Two Lewis-guns, which were then new things, had been supplied to the Battalion, and teams were made up and instructed in the working by 2nd Lieutenant Hannay, while the Bomb Officer, 2nd Lieutenant Coxon, had his bombing-teams out daily, and it is recorded that on one afternoon the bombers of Nos. 1 and 2 Companies, thirty-two in all, threw fifty live bombs at practice. Then it rained drearily and incessantly for days and nights on end, and there was nothing to do but to eat and attend lectures. A fresh draft of fifty men turned up. Second Lieutenant Keenan, who had been sick, and 2nd Lieutenant Synge, who had been wounded in the bombing attack, rejoined a few days before they marched with the 2nd Guards Brigade to new billets at La Gorgue in mud. Here they had huge choice of mixed discomforts, for the whole sad landscape was sodden with autumn rain. They were to take over from the 60th Brigade at Laventie a peaceful semi-flooded sector, with every promise, for which they were not in the least grateful, of staying in that part of the world the winter long.

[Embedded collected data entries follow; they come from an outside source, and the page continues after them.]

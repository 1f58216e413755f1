//! Typed IDs for type-safe entity references.
//!
//! Using typed IDs prevents accidentally passing a `StaffId` where a
//! `BranchId` is expected.

use serde::{Deserialize, Serialize};
use uuid::Uuid;

/// Macro to generate typed ID wrappers.
macro_rules! typed_id {
    ($name:ident, $doc:expr) => {
        #[doc = $doc]
        #[derive(Debug, Clone, Copy, PartialEq, Eq, Hash, Serialize, Deserialize)]
        #[serde(transparent)]
        pub struct $name(pub Uuid);

        impl $name {
            /// Creates a new random ID using UUID v7 (time-ordered).
            #[must_use]
            pub fn new() -> Self {
                Self(Uuid::now_v7())
            }

            /// Creates an ID from an existing UUID.
            #[must_use]
            pub const fn from_uuid(uuid: Uuid) -> Self {
                Self(uuid)
            }

            /// Returns the inner UUID.
            #[must_use]
            pub const fn into_inner(self) -> Uuid {
                self.0
            }
        }

        impl Default for $name {
            fn default() -> Self {
                Self::new()
            }
        }

        impl std::fmt::Display for $name {
            fn fmt(&self, f: &mut std::fmt::Formatter<'_>) -> std::fmt::Result {
                write!(f, "{}", self.0)
            }
        }

        impl std::str::FromStr for $name {
            type Err = uuid::Error;

            fn from_str(s: &str) -> Result<Self, Self::Err> {
                Ok(Self(Uuid::parse_str(s)?))
            }
        }
    };
}

typed_id!(BranchId, "Unique identifier for a branch.");
typed_id!(StaffId, "Unique identifier for a staff member.");
typed_id!(TransferId, "Unique identifier for a money transfer.");
typed_id!(BudgetId, "Unique identifier for a branch budget.");
typed_id!(ReportId, "Unique identifier for a generated report.");
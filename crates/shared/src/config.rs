//! Application configuration management.

use serde::Deserialize;

/// Application configuration.
#[derive(Debug, Clone, Deserialize)]
pub struct AppConfig {
    /// Server configuration.
    pub server: ServerConfig,
    /// Database configuration.
    pub database: DatabaseConfig,
    /// JWT configuration.
    pub jwt: JwtSettings,
    /// Scheduled report generation configuration.
    pub cron: CronConfig,
    /// Report archive storage configuration.
    #[serde(default)]
    pub storage: StorageSettings,
}

/// Server configuration.
#[derive(Debug, Clone, Deserialize)]
pub struct ServerConfig {
    /// Host to bind to.
    #[serde(default = "default_host")]
    pub host: String,
    /// Port to listen on.
    #[serde(default = "default_port")]
    pub port: u16,
}

fn default_host() -> String {
    "0.0.0.0".to_string()
}

fn default_port() -> u16 {
    8080
}

/// Database configuration.
#[derive(Debug, Clone, Deserialize)]
pub struct DatabaseConfig {
    /// Database connection URL.
    pub url: String,
    /// Maximum number of connections in the pool.
    #[serde(default = "default_max_connections")]
    pub max_connections: u32,
}

fn default_max_connections() -> u32 {
    10
}

/// JWT configuration.
#[derive(Debug, Clone, Deserialize)]
pub struct JwtSettings {
    /// Secret key for validating tokens.
    pub secret: String,
    /// Access token expiration in seconds.
    #[serde(default = "default_access_token_expiry")]
    pub access_token_expiry_secs: u64,
}

fn default_access_token_expiry() -> u64 {
    900 // 15 minutes
}

/// Configuration for the machine-to-machine scheduler trust boundary.
#[derive(Debug, Clone, Deserialize)]
pub struct CronConfig {
    /// Shared secret expected in the `X-Cron-Secret` header.
    pub secret: String,
}

/// Report archive storage configuration.
#[derive(Debug, Clone, Deserialize)]
pub struct StorageSettings {
    /// Storage provider: "s3" or "fs".
    #[serde(default = "default_storage_provider")]
    pub provider: String,
    /// Bucket name (s3 provider).
    #[serde(default)]
    pub bucket: String,
    /// Endpoint URL (s3 provider).
    #[serde(default)]
    pub endpoint: String,
    /// Region (s3 provider).
    #[serde(default = "default_region")]
    pub region: String,
    /// Access key id (s3 provider).
    #[serde(default)]
    pub access_key_id: String,
    /// Secret access key (s3 provider).
    #[serde(default)]
    pub secret_access_key: String,
    /// Root directory (fs provider).
    #[serde(default = "default_storage_root")]
    pub root: String,
}

fn default_storage_provider() -> String {
    "fs".to_string()
}

fn default_region() -> String {
    "auto".to_string()
}

fn default_storage_root() -> String {
    "./reports".to_string()
}

impl Default for StorageSettings {
    fn default() -> Self {
        Self {
            provider: default_storage_provider(),
            bucket: String::new(),
            endpoint: String::new(),
            region: default_region(),
            access_key_id: String::new(),
            secret_access_key: String::new(),
            root: default_storage_root(),
        }
    }
}

impl AppConfig {
    /// Loads configuration from environment and config files.
    ///
    /// # Errors
    ///
    /// Returns an error if configuration cannot be loaded.
    pub fn load() -> Result<Self, config::ConfigError> {
        let run_mode = std::env::var("RUN_MODE").unwrap_or_else(|_| "development".to_string());

        let config = config::Config::builder()
            .add_source(config::File::with_name("config/default").required(false))
            .add_source(config::File::with_name(&format!("config/{run_mode}")).required(false))
            .add_source(config::Environment::with_prefix("MAKTAB").separator("__"))
            .build()?;

        config.try_deserialize()
    }
}
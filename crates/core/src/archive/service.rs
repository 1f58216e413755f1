//! Archive service implementation using Apache OpenDAL.

use opendal::{ErrorKind, Operator, services};

use super::config::{ArchiveConfig, ArchiveProvider};
use super::error::StorageError;

/// Content type for report artifacts.
pub const REPORT_CONTENT_TYPE: &str = "application/pdf";

/// Archive service for report artifacts.
pub struct ArchiveService {
    operator: Operator,
    config: ArchiveConfig,
}

impl ArchiveService {
    /// Create a new archive service from configuration.
    ///
    /// # Errors
    ///
    /// Returns an error if the storage provider cannot be initialized.
    pub fn from_config(config: ArchiveConfig) -> Result<Self, StorageError> {
        let operator = Self::create_operator(&config.provider)?;
        Ok(Self { operator, config })
    }

    /// Create OpenDAL operator from provider config.
    fn create_operator(provider: &ArchiveProvider) -> Result<Operator, StorageError> {
        match provider {
            ArchiveProvider::S3 {
                endpoint,
                bucket,
                access_key_id,
                secret_access_key,
                region,
            } => {
                let builder = services::S3::default()
                    .endpoint(endpoint)
                    .bucket(bucket)
                    .access_key_id(access_key_id)
                    .secret_access_key(secret_access_key)
                    .region(region);

                Ok(Operator::new(builder)
                    .map_err(|e| StorageError::configuration(e.to_string()))?
                    .finish())
            }
            ArchiveProvider::LocalFs { root } => {
                let builder = services::Fs::default().root(
                    root.to_str()
                        .ok_or_else(|| StorageError::configuration("invalid path"))?,
                );

                Ok(Operator::new(builder)
                    .map_err(|e| StorageError::configuration(e.to_string()))?
                    .finish())
            }
        }
    }

    /// Object key for a report artifact.
    ///
    /// Format: `{period}/{branch_name_with_underscores}_{period}.pdf`
    #[must_use]
    pub fn report_key(period_label: &str, branch_name: &str) -> String {
        let file_name = Self::report_file_name(period_label, branch_name);
        format!("{period_label}/{file_name}")
    }

    /// File name component of a report artifact key.
    #[must_use]
    pub fn report_file_name(period_label: &str, branch_name: &str) -> String {
        format!("{}_{period_label}.pdf", collapse_whitespace(branch_name))
    }

    /// Store a report artifact, overwriting any prior object at the key.
    ///
    /// # Errors
    ///
    /// Returns an error if the upload fails.
    pub async fn store(&self, key: &str, bytes: Vec<u8>) -> Result<(), StorageError> {
        self.operator
            .write_with(key, bytes)
            .content_type(REPORT_CONTENT_TYPE)
            .await
            .map_err(StorageError::from)?;
        Ok(())
    }

    /// Read a stored report artifact.
    ///
    /// # Errors
    ///
    /// Returns an error if the object does not exist or cannot be read.
    pub async fn read(&self, key: &str) -> Result<Vec<u8>, StorageError> {
        let buffer = self.operator.read(key).await.map_err(StorageError::from)?;
        Ok(buffer.to_vec())
    }

    /// Delete a report artifact.
    ///
    /// # Errors
    ///
    /// Returns an error if deletion fails.
    pub async fn delete(&self, key: &str) -> Result<(), StorageError> {
        self.operator.delete(key).await.map_err(StorageError::from)
    }

    /// Check if an artifact exists in storage.
    pub async fn exists(&self, key: &str) -> bool {
        match self.operator.stat(key).await {
            Ok(_) => true,
            Err(e) if e.kind() == ErrorKind::NotFound => false,
            Err(_) => false,
        }
    }

    /// Get the storage provider name.
    #[must_use]
    pub fn provider_name(&self) -> &'static str {
        self.config.provider.name()
    }
}

/// Replaces each run of whitespace with a single underscore.
fn collapse_whitespace(name: &str) -> String {
    let mut out = String::with_capacity(name.len());
    let mut in_whitespace = false;
    for c in name.chars() {
        if c.is_whitespace() {
            if !in_whitespace {
                out.push('_');
            }
            in_whitespace = true;
        } else {
            out.push(c);
            in_whitespace = false;
        }
    }
    out
}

The seasonal pause had begun when men merely died without achieving visible result, even in the Press. The C.O.’s and Adjutants of the Brigade, accompanied by the Brigadier-General, made wet and melancholy reconnaissances to their destined stamping ground—an occasion when every one is forgiven for being in the worst of tempers. The one unpardonable offence was false and bustling optimism. The Battalion’s line ran from Winchester road on the left to South Moated Grange on the right, all “in very bad order owing to the recent rain.”

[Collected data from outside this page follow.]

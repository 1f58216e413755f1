//! JWT token generation and validation.

use chrono::{Duration, Utc};
use jsonwebtoken::{DecodingKey, EncodingKey, Header, Validation, decode, encode};
use thiserror::Error;
use uuid::Uuid;

use crate::auth::Claims;

/// JWT configuration.
#[derive(Debug, Clone)]
pub struct JwtConfig {
    /// Secret key for signing tokens.
    pub secret: String,
    /// Access token expiration in minutes.
    pub access_token_expires_minutes: i64,
}

impl Default for JwtConfig {
    fn default() -> Self {
        Self {
            secret: "change-me-in-production".to_string(),
            access_token_expires_minutes: 15,
        }
    }
}

/// Errors that can occur during JWT operations.
#[derive(Debug, Error)]
pub enum JwtError {
    /// Token encoding failed.
    #[error("failed to encode token: {0}")]
    EncodingError(String),

    /// Token decoding failed.
    #[error("failed to decode token: {0}")]
    DecodingError(String),

    /// Token has expired.
    #[error("token has expired")]
    Expired,

    /// Token is invalid.
    #[error("invalid token")]
    Invalid,
}

/// JWT service for token operations.
#[derive(Clone)]
pub struct JwtService {
    config: JwtConfig,
    encoding_key: EncodingKey,
    decoding_key: DecodingKey,
}

impl std::fmt::Debug for JwtService {
    fn fmt(&self, f: &mut std::fmt::Formatter<'_>) -> std::fmt::Result {
        f.debug_struct("JwtService")
            .field("config", &"[hidden]")
            .finish()
    }
}

impl JwtService {
    /// Creates a new JWT service with the given configuration.
    #[must_use]
    pub fn new(config: JwtConfig) -> Self {
        let encoding_key = EncodingKey::from_secret(config.secret.as_bytes());
        let decoding_key = DecodingKey::from_secret(config.secret.as_bytes());
        Self {
            config,
            encoding_key,
            decoding_key,
        }
    }

    /// Generates an access token for a user.
    ///
    /// # Errors
    ///
    /// Returns `JwtError::EncodingError` if token generation fails.
    pub fn generate_access_token(&self, user_id: Uuid, role: &str) -> Result<String, JwtError> {
        let expires_at = Utc::now() + Duration::minutes(self.config.access_token_expires_minutes);
        let claims = Claims::new(user_id, role, expires_at);

        encode(&Header::default(), &claims, &self.encoding_key)
            .map_err(|e| JwtError::EncodingError(e.to_string()))
    }

    /// Validates and decodes a token.
    ///
    /// # Errors
    ///
    /// Returns `JwtError::Expired` if the token has expired.
    /// Returns `JwtError::DecodingError` if the token is malformed.
    pub fn validate_token(&self, token: &str) -> Result<Claims, JwtError> {
        let validation = Validation::default();

        decode::<Claims>(token, &self.decoding_key, &validation)
            .map(|data| data.claims)
            .map_err(|e| match e.kind() {
                jsonwebtoken::errors::ErrorKind::ExpiredSignature => JwtError::Expired,
                _ => JwtError::DecodingError(e.to_string()),
            })
    }
}

#[cfg(test)]
mod tests {
    use super::*;

    fn create_test_service() -> JwtService {
        JwtService::new(JwtConfig {
            secret: "test-secret-key-for-testing".to_string(),
            access_token_expires_minutes: 15,
        })
    }

    #[test]
    fn test_generate_access_token() {
        let service = create_test_service();
        let token = service
            .generate_access_token(Uuid::new_v4(), "admin")
            .unwrap();
        assert!(!token.is_empty());
    }

    #[test]
    fn test_validate_token() {
        let service = create_test_service();
        let user_id = Uuid::new_v4();

        let token = service.generate_access_token(user_id, "admin").unwrap();
        let claims = service.validate_token(&token).unwrap();

        assert_eq!(claims.user_id(), user_id);
        assert_eq!(claims.role, "admin");
        assert!(claims.is_admin());
    }

    #[test]
    fn test_invalid_token() {
        let service = create_test_service();
        let result = service.validate_token("invalid.token.here");
        assert!(result.is_err());
    }
}
//! Report data types.

use chrono::NaiveDate;
use rust_decimal::Decimal;

use super::layout;

/// A display-ready transfer row selected for a report.
#[derive(Debug, Clone)]
pub struct ReportEntry {
    /// Date the transfer was initiated.
    pub transaction_date: NaiveDate,
    /// Source branch display name.
    pub from_branch: String,
    /// Destination branch display name.
    pub to_branch: String,
    /// Sender display name.
    pub from_staff: String,
    /// Receiver display name.
    pub to_staff: String,
    /// External tracking token, if any.
    pub confirmation_code: Option<String>,
    /// Transfer amount.
    pub amount: Decimal,
    /// Currency code.
    pub currency: String,
    /// Lowercase status label.
    pub status: String,
}

/// Per-currency totals over a report selection.
///
/// Currencies appear in first-appearance order of the date-ascending
/// selection; a mixed-currency period gets one total per currency rather
/// than a single mislabeled sum.
#[derive(Debug, Clone, Default)]
pub struct ReportTotals {
    totals: Vec<(String, Decimal)>,
}

impl ReportTotals {
    /// Computes totals from a selection.
    #[must_use]
    pub fn from_entries(entries: &[ReportEntry]) -> Self {
        let mut totals: Vec<(String, Decimal)> = Vec::new();
        for entry in entries {
            match totals.iter_mut().find(|(c, _)| *c == entry.currency) {
                Some((_, sum)) => *sum += entry.amount,
                None => totals.push((entry.currency.clone(), entry.amount)),
            }
        }
        Self { totals }
    }

    /// The first currency's total; this pair is recorded in the registry.
    #[must_use]
    pub fn primary(&self) -> Option<(&str, Decimal)> {
        self.totals.first().map(|(c, sum)| (c.as_str(), *sum))
    }

    /// Returns true if more than one currency appears in the selection.
    #[must_use]
    pub fn is_mixed(&self) -> bool {
        self.totals.len() > 1
    }

    /// Iterates (currency, total) pairs in first-appearance order.
    pub fn iter(&self) -> impl Iterator<Item = (&str, Decimal)> {
        self.totals.iter().map(|(c, sum)| (c.as_str(), *sum))
    }

    /// Formatted summary lines for the report header.
    #[must_use]
    pub fn summary_lines(&self) -> Vec<String> {
        self.iter()
            .map(|(currency, total)| {
                format!("Total Amount: {} {currency}", layout::format_amount(total))
            })
            .collect()
    }
}
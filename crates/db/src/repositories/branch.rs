//! Branch repository for branch lookups.

use sea_orm::{ColumnTrait, DatabaseConnection, DbErr, EntityTrait, QueryFilter, QueryOrder};
use uuid::Uuid;

use crate::entities::branches;

/// Branch repository.
#[derive(Debug, Clone)]
pub struct BranchRepository {
    db: DatabaseConnection,
}

impl BranchRepository {
    /// Creates a new branch repository.
    #[must_use]
    pub const fn new(db: DatabaseConnection) -> Self {
        Self { db }
    }

    /// Lists all branches ordered by name.
    ///
    /// # Errors
    ///
    /// Returns an error if the database query fails.
    pub async fn list(&self) -> Result<Vec<branches::Model>, DbErr> {
        branches::Entity::find()
            .order_by_asc(branches::Column::Name)
            .all(&self.db)
            .await
    }

    /// Finds a branch by id.
    ///
    /// # Errors
    ///
    /// Returns an error if the database query fails.
    pub async fn find_by_id(&self, id: Uuid) -> Result<Option<branches::Model>, DbErr> {
        branches::Entity::find_by_id(id).one(&self.db).await
    }

    /// Resolves a branch display name, falling back to "N/A".
    ///
    /// # Errors
    ///
    /// Returns an error if the database query fails.
    pub async fn display_name(&self, id: Uuid) -> Result<String, DbErr> {
        Ok(branches::Entity::find_by_id(id)
            .one(&self.db)
            .await?
            .map_or_else(|| "N/A".to_string(), |b| b.name))
    }

    /// Inserts a branch. Used by fixtures and provisioning.
    ///
    /// # Errors
    ///
    /// Returns an error if the insert fails.
    pub async fn create(&self, name: &str, location: Option<String>) -> Result<branches::Model, DbErr> {
        use sea_orm::{ActiveModelTrait, Set};

        let branch = branches::ActiveModel {
            id: Set(Uuid::new_v4()),
            name: Set(name.to_string()),
            location: Set(location),
            created_at: Set(chrono::Utc::now().into()),
        };
        branch.insert(&self.db).await
    }

    /// Finds a branch by exact name.
    ///
    /// # Errors
    ///
    /// Returns an error if the database query fails.
    pub async fn find_by_name(&self, name: &str) -> Result<Option<branches::Model>, DbErr> {
        branches::Entity::find()
            .filter(branches::Column::Name.eq(name))
            .one(&self.db)
            .await
    }
}
//! Maktab API Server
//!
//! Main entry point for the Maktab backend service.

use std::sync::Arc;

use tokio::net::TcpListener;
use tracing::info;
use tracing_subscriber::{layer::SubscriberExt, util::SubscriberInitExt};

use maktab_api::{AppState, create_router};
use maktab_core::archive::{ArchiveConfig, ArchiveProvider, ArchiveService};
use maktab_db::connect;
use maktab_shared::{AppConfig, JwtConfig, JwtService};

fn archive_provider(settings: &maktab_shared::config::StorageSettings) -> ArchiveProvider {
    match settings.provider.as_str() {
        "s3" => ArchiveProvider::s3(
            settings.endpoint.clone(),
            settings.bucket.clone(),
            settings.access_key_id.clone(),
            settings.secret_access_key.clone(),
            settings.region.clone(),
        ),
        _ => ArchiveProvider::local_fs(settings.root.clone()),
    }
}

#[tokio::main]
async fn main() -> anyhow::Result<()> {
    // Load environment variables from .env file
    dotenvy::dotenv().ok();

    // Initialize tracing
    tracing_subscriber::registry()
        .with(
            tracing_subscriber::EnvFilter::try_from_default_env()
                .unwrap_or_else(|_| "maktab=debug,tower_http=debug".into()),
        )
        .with(tracing_subscriber::fmt::layer())
        .init();

    // Load configuration
    let config = AppConfig::load().expect("Failed to load configuration");

    // Connect to database
    let db = connect(&config.database.url, config.database.max_connections).await?;
    info!("Connected to database");

    // Create JWT service
    #[allow(clippy::cast_possible_wrap)]
    let jwt_service = JwtService::new(JwtConfig {
        secret: config.jwt.secret.clone(),
        access_token_expires_minutes: (config.jwt.access_token_expiry_secs / 60) as i64,
    });

    // Create report archive
    let archive = ArchiveService::from_config(ArchiveConfig::new(archive_provider(&config.storage)))
        .map_err(|e| anyhow::anyhow!("Failed to initialize report archive: {e}"))?;
    info!(provider = archive.provider_name(), "Report archive configured");

    // Create application state
    let state = AppState {
        db: Arc::new(db),
        jwt_service: Arc::new(jwt_service),
        archive: Arc::new(archive),
        cron_secret: config.cron.secret.clone(),
    };

    // Create router
    let app = create_router(state);

    // Start server
    let addr = format!("{}:{}", config.server.host, config.server.port);
    let listener = TcpListener::bind(&addr).await?;
    info!("Server listening on {}", addr);

    axum::serve(listener, app).await?;

    Ok(())
}
//! Request middleware.

pub mod auth;

pub use auth::{AuthUser, auth_middleware, cron_secret_matches};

Next day, the 12th November, the medical officer and the four company commanders were added to the reconnaissance parties. (“It was like going into a cold bath, one toe at a time. And I don’t see how looking at it for a week in advance could have made it any better.”) Wet days followed the wet nights with Hunnish precision. A wretched Lieutenant (Montgomery) was sent out like Noah’s dove to “arrange the route for leading his company in,” the communication-trenches being flooded; and on the 14th November, after Divine Service, the men were paraded in billets and “rubbed their feet with anti-frostbite grease preparatory to going into the trenches.” It seems a small matter, but the Battalion had been in the way of hearing a good deal about the horrors of the previous winter in the Ypres Salient, when men were forbidden to stand for more than twelve hours at a time belly-deep in water without relief—“if possible.” (“That foot-greasing fatigue, with what the old hands told us was in store, put the wind up us worse than Loos. We was persuaded we would be drowned and frost-bit by whole platoons.”)

They paraded that afternoon and marched down to their dreary baptism. Boots—“gum, thigh, long”—had been supplied limitedly to the companies, and they changed into them in a ruined cottage behind the lines, leaving their marching boots to be picked up on return. “Thus some men were able to wade without getting wet,” says the Diary. It was not so with others. For example, the whole of No. 3 Company was taken along one thoroughly flooded communication-trench half-way up their thighs. A platoon of No. 2 was similarly treated, only their guide lost his way, and as all the support-trenches were flooded, 2 and 3 had to be packed in the fire-trenches. Nos. 4 and 1 got off without a complete soaking, and it is pathetic to see how the Battalion, to whom immoderate and omnipresent dampness was still a new thing, record their adventures in detail. But it was not so much water as the immensely sticky mud that oppressed them, with the consequent impossibility of being able to lie down even for a moment. Then it froze of nights. All which are miseries real as wounds or sickness.